Work instruction:
When a line in the records contains the string "banner", copy that line.

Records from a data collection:
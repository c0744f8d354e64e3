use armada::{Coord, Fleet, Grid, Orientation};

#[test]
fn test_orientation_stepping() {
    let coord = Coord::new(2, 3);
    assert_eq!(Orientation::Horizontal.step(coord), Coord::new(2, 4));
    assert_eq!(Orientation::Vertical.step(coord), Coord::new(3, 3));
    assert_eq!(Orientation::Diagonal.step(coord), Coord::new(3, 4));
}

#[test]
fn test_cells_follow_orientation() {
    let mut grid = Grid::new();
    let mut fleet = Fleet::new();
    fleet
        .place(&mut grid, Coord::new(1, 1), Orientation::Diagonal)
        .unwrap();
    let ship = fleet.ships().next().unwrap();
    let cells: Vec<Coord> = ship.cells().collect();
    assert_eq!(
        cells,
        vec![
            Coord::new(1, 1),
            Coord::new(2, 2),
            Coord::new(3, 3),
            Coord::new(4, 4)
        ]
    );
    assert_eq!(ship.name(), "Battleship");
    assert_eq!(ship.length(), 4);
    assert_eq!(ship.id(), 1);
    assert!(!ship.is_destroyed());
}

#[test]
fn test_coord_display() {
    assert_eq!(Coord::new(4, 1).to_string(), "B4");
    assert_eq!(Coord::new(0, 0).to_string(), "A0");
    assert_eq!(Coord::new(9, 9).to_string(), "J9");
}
--
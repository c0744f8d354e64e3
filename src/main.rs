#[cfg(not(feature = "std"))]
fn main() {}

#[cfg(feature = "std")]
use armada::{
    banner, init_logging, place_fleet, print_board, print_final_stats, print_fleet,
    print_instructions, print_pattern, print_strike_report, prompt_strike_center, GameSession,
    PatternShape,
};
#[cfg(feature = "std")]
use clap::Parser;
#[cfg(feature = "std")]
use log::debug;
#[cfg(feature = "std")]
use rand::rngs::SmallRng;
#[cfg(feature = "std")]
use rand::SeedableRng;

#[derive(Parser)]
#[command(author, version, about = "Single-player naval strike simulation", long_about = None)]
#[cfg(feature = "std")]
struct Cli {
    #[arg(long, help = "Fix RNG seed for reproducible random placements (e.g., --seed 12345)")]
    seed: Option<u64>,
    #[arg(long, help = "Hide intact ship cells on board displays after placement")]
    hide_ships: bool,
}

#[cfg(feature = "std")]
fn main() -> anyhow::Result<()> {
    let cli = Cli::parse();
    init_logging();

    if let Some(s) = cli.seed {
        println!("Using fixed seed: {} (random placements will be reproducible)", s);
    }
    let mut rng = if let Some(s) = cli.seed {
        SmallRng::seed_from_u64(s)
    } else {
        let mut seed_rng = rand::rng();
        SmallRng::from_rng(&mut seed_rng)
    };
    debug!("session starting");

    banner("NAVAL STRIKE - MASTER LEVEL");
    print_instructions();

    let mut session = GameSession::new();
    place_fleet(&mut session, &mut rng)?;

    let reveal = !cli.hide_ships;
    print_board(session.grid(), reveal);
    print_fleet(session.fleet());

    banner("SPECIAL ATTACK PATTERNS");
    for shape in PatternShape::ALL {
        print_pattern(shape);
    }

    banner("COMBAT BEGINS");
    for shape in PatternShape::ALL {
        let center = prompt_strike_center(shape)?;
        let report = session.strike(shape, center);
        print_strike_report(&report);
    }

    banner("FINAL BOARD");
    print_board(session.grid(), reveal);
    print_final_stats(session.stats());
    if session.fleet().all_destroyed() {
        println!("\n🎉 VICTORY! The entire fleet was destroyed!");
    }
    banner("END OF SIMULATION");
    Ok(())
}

Task response:
    banner, init_logging, place_fleet, print_board, print_final_stats, print_fleet,
    banner("NAVAL STRIKE - MASTER LEVEL");
    banner("SPECIAL ATTACK PATTERNS");
    banner("COMBAT BEGINS");
    banner("FINAL BOARD");
    banner("END OF SIMULATION");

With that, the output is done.